Task goal. The answer must be an exact reproduction of the lines from the start of the records below through the line containing "#[derive(Debug, Copy, Clone, PartialEq, Serialize, Deserialize)]", and nothing more.

Provided data.
━━━━━━━━━━━━━━━━

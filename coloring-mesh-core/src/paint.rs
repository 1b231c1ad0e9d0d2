use crate::{color::Color, coord::Coord, mesh::ColoringMesh, triangle::TriangleId, Scalar};
use kiddo::{immutable::float::kdtree::ImmutableKdTree, SquaredEuclidean};
use serde::{Deserialize, Serialize};
use std::collections::HashMap;

/// Color assigned to a triangle identified by its centroid.
#[derive(Debug, Copy, Clone, PartialEq, Serialize, Deserialize)]
pub struct PaintRecord {
    pub centroid: Coord,
    pub color: Color,
}

/// Settings of triangle painting.
#[derive(Debug, Clone, PartialEq, Serialize, Deserialize)]
pub struct PaintSettings {
    /// Centroids are rounded to multiples of this value when used as record keys.
    #[serde(default = "PaintSettings::default_centroid_bucket")]
    pub centroid_bucket: Scalar,
    /// Maximal distance between old and new centroid when moving colors to a rebuilt mesh.
    #[serde(default = "PaintSettings::default_rematch_tolerance")]
    pub rematch_tolerance: Scalar,
}

impl Default for PaintSettings {
    fn default() -> Self {
        Self {
            centroid_bucket: Self::default_centroid_bucket(),
            rematch_tolerance: Self::default_rematch_tolerance(),
        }
    }
}

impl PaintSettings {
    fn default_centroid_bucket() -> Scalar {
        0.5
    }

    fn default_rematch_tolerance() -> Scalar {
        4.0
    }
}

/// Result of moving paint records onto a new mesh.
#[derive(Debug, Default, Copy, Clone, PartialEq, Eq, Serialize, Deserialize)]
pub struct RematchReport {
    /// Records assigned to a new triangle.
    pub retained: usize,
    /// Records without a close enough triangle or losing to a closer record.
    pub dropped: usize,
}

/// Records closer than this are the same triangle.
const SAME_CENTROID: Scalar = 1.0e-3;

/// Triangle colors keyed by rounded triangle centroid. Triangles without record show the base
/// image.
///
/// Records sharing a bucket are told apart by their exact centroid, so small neighbouring
/// triangles never share a color.
///
/// # Examples
/// ```
/// use coloring_mesh_core::prelude::*;
///
/// let mut paint = PaintState::new(0.5);
/// paint.paint(Coord::new(10.1, 20.0), Color::RED);
/// paint.paint(Coord::new(10.0, 19.9), Color::GREEN);
/// assert_eq!(paint.key(Coord::new(10.1, 20.0)), paint.key(Coord::new(10.0, 19.9)));
/// assert_eq!(paint.color_of(Coord::new(10.1, 20.0)), Some(Color::RED));
/// assert_eq!(paint.color_of(Coord::new(10.0, 19.9)), Some(Color::GREEN));
/// assert_eq!(paint.color_of(Coord::new(10.0, 20.0)), None);
/// paint.clear();
/// assert!(paint.is_empty());
/// ```
#[derive(Debug, Clone, PartialEq)]
pub struct PaintState {
    bucket: Scalar,
    records: HashMap<(i64, i64), Vec<PaintRecord>>,
}

impl Default for PaintState {
    fn default() -> Self {
        Self::new(PaintSettings::default_centroid_bucket())
    }
}

impl PaintState {
    pub fn new(bucket: Scalar) -> Self {
        Self {
            bucket: if bucket > 0.0 { bucket } else { 1.0 },
            records: Default::default(),
        }
    }

    /// Record key of a centroid.
    pub fn key(&self, centroid: Coord) -> (i64, i64) {
        (
            (centroid.x / self.bucket).round() as i64,
            (centroid.y / self.bucket).round() as i64,
        )
    }

    fn find(&self, centroid: Coord) -> Option<&PaintRecord> {
        self.records
            .get(&self.key(centroid))?
            .iter()
            .find(|r| r.centroid.distance(centroid) <= SAME_CENTROID)
    }

    /// Assigns color to triangle with given centroid, replacing previous one.
    pub fn paint(&mut self, centroid: Coord, color: Color) {
        let key = self.key(centroid);
        let bucket = self.records.entry(key).or_default();
        match bucket
            .iter_mut()
            .find(|r| r.centroid.distance(centroid) <= SAME_CENTROID)
        {
            Some(record) => record.color = color,
            None => bucket.push(PaintRecord { centroid, color }),
        }
    }

    /// Removes color of triangle with given centroid.
    pub fn erase(&mut self, centroid: Coord) -> Option<PaintRecord> {
        let key = self.key(centroid);
        let bucket = self.records.get_mut(&key)?;
        let index = bucket
            .iter()
            .position(|r| r.centroid.distance(centroid) <= SAME_CENTROID)?;
        let record = bucket.remove(index);
        if bucket.is_empty() {
            self.records.remove(&key);
        }
        Some(record)
    }

    pub fn color_of(&self, centroid: Coord) -> Option<Color> {
        self.find(centroid).map(|r| r.color)
    }

    pub fn clear(&mut self) {
        self.records.clear();
    }

    pub fn len(&self) -> usize {
        self.records.values().map(|b| b.len()).sum()
    }

    pub fn is_empty(&self) -> bool {
        self.records.is_empty()
    }

    /// Records ordered by key, then by paint order.
    pub fn records(&self) -> Vec<PaintRecord> {
        let mut keys = self.records.keys().copied().collect::<Vec<_>>();
        keys.sort_unstable();
        keys.into_iter()
            .flat_map(|k| self.records[&k].iter().copied())
            .collect()
    }

    /// Color of every mesh triangle, `None` for unpainted ones.
    pub fn triangle_colors(&self, mesh: &ColoringMesh) -> Vec<Option<Color>> {
        (0..mesh.triangles.len())
            .map(|id| mesh.centroid(id).and_then(|c| self.color_of(c)))
            .collect()
    }

    /// Moves records onto triangles of a new mesh by nearest centroid.
    ///
    /// Each record goes to the triangle whose centroid is closest, if it is not further than
    /// `tolerance`. When more records pick the same triangle the closest one wins and the others
    /// are dropped.
    pub fn rematch(&self, mesh: &ColoringMesh, tolerance: Scalar) -> (Self, RematchReport) {
        let mut result = Self::new(self.bucket);
        let centroids = mesh.centroids().collect::<Vec<(TriangleId, Coord)>>();
        if centroids.is_empty() || self.records.is_empty() {
            return (
                result,
                RematchReport {
                    retained: 0,
                    dropped: self.len(),
                },
            );
        }
        let points = centroids
            .iter()
            .map(|(_, c)| [c.x as f64, c.y as f64])
            .collect::<Vec<_>>();
        let tree: ImmutableKdTree<f64, usize, 2, 32> = ImmutableKdTree::new_from_slice(&points);
        let limit = tolerance as f64 * tolerance as f64;

        // triangle slot -> (squared distance, record)
        let mut winners = HashMap::<usize, (f64, PaintRecord)>::new();
        for record in self.records() {
            let nearest = tree.nearest_one::<SquaredEuclidean>(&[
                record.centroid.x as f64,
                record.centroid.y as f64,
            ]);
            if nearest.distance > limit {
                continue;
            }
            match winners.get(&nearest.item) {
                Some((distance, _)) if *distance <= nearest.distance => {}
                _ => {
                    winners.insert(nearest.item, (nearest.distance, record));
                }
            }
        }
        for (slot, (_, record)) in &winners {
            result.paint(centroids[*slot].1, record.color);
        }
        let report = RematchReport {
            retained: result.len(),
            dropped: self.len() - result.len(),
        };
        (result, report)
    }
}

#[cfg(test)]
mod tests {
    use super::*;
    use crate::mesh::Vertex;

    fn strip(offset: Scalar) -> ColoringMesh {
        // two triangles, centroids at (offset + 10, 5) and (offset + 5, 10)
        let points = [
            Coord::new(offset, 0.0),
            Coord::new(offset + 15.0, 0.0),
            Coord::new(offset + 15.0, 15.0),
            Coord::new(offset, 15.0),
        ];
        ColoringMesh {
            vertices: points
                .iter()
                .enumerate()
                .map(|(id, point)| Vertex {
                    id,
                    point: *point,
                    boundary: true,
                })
                .collect(),
            triangles: vec![[0, 1, 2].into(), [0, 2, 3].into()],
        }
    }

    #[test]
    fn test_same_bucket_records() {
        let mut paint = PaintState::new(0.5);
        let first = Coord::new(1.0, 1.0);
        let second = Coord::new(1.1, 0.9);
        assert_eq!(paint.key(first), paint.key(second));
        paint.paint(first, Color::RED);
        assert_eq!(paint.color_of(second), None);
        paint.paint(second, Color::GREEN);
        assert_eq!(paint.len(), 2);
        assert_eq!(paint.color_of(first), Some(Color::RED));
        assert_eq!(paint.color_of(second), Some(Color::GREEN));

        paint.paint(first, Color::BLACK);
        assert_eq!(paint.len(), 2);
        assert_eq!(paint.color_of(first), Some(Color::BLACK));
        assert_eq!(paint.erase(second).map(|r| r.color), Some(Color::GREEN));
        assert_eq!(paint.erase(second), None);
        assert_eq!(paint.erase(first).map(|r| r.color), Some(Color::BLACK));
        assert!(paint.is_empty());
    }

    #[test]
    fn test_rematch_keeps_close_records() {
        let old = strip(0.0);
        let mut paint = PaintState::default();
        paint.paint(old.centroid(0).unwrap(), Color::RED);
        paint.paint(old.centroid(1).unwrap(), Color::GREEN);

        let (moved, report) = paint.rematch(&strip(1.0), 4.0);
        assert_eq!(report, RematchReport { retained: 2, dropped: 0 });
        let colors = moved.triangle_colors(&strip(1.0));
        assert_eq!(colors, vec![Some(Color::RED), Some(Color::GREEN)]);

        let (moved, report) = paint.rematch(&strip(30.0), 4.0);
        assert_eq!(report, RematchReport { retained: 0, dropped: 2 });
        assert!(moved.is_empty());
    }

    #[test]
    fn test_rematch_closest_record_wins() {
        let mut paint = PaintState::default();
        paint.paint(Coord::new(10.0, 5.0), Color::RED);
        paint.paint(Coord::new(10.0, 6.0), Color::GREEN);
        let mesh = strip(0.0);
        // centroid of the first triangle is (10, 5)
        let (moved, report) = paint.rematch(&mesh, 4.0);
        assert_eq!(report, RematchReport { retained: 1, dropped: 1 });
        assert_eq!(moved.triangle_colors(&mesh), vec![Some(Color::RED), None]);
    }

    #[test]
    fn test_rematch_on_empty_mesh() {
        let mut paint = PaintState::default();
        paint.paint(Coord::new(1.0, 1.0), Color::RED);
        let (moved, report) = paint.rematch(&ColoringMesh::default(), 4.0);
        assert!(moved.is_empty());
        assert_eq!(report.dropped, 1);
    }
}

━━━━━━━━━━━━━━━━

Written answer.
filename coloring-mesh-core/src/paint.rs
repository 1b231c1ad0e9d0d2
use crate::{color::Color, coord::Coord, mesh::ColoringMesh, triangle::TriangleId, Scalar};
use kiddo::{immutable::float::kdtree::ImmutableKdTree, SquaredEuclidean};
use serde::{Deserialize, Serialize};
use std::collections::HashMap;

/// Color assigned to a triangle identified by its centroid.
#[derive(Debug, Copy, Clone, PartialEq, Serialize, Deserialize)]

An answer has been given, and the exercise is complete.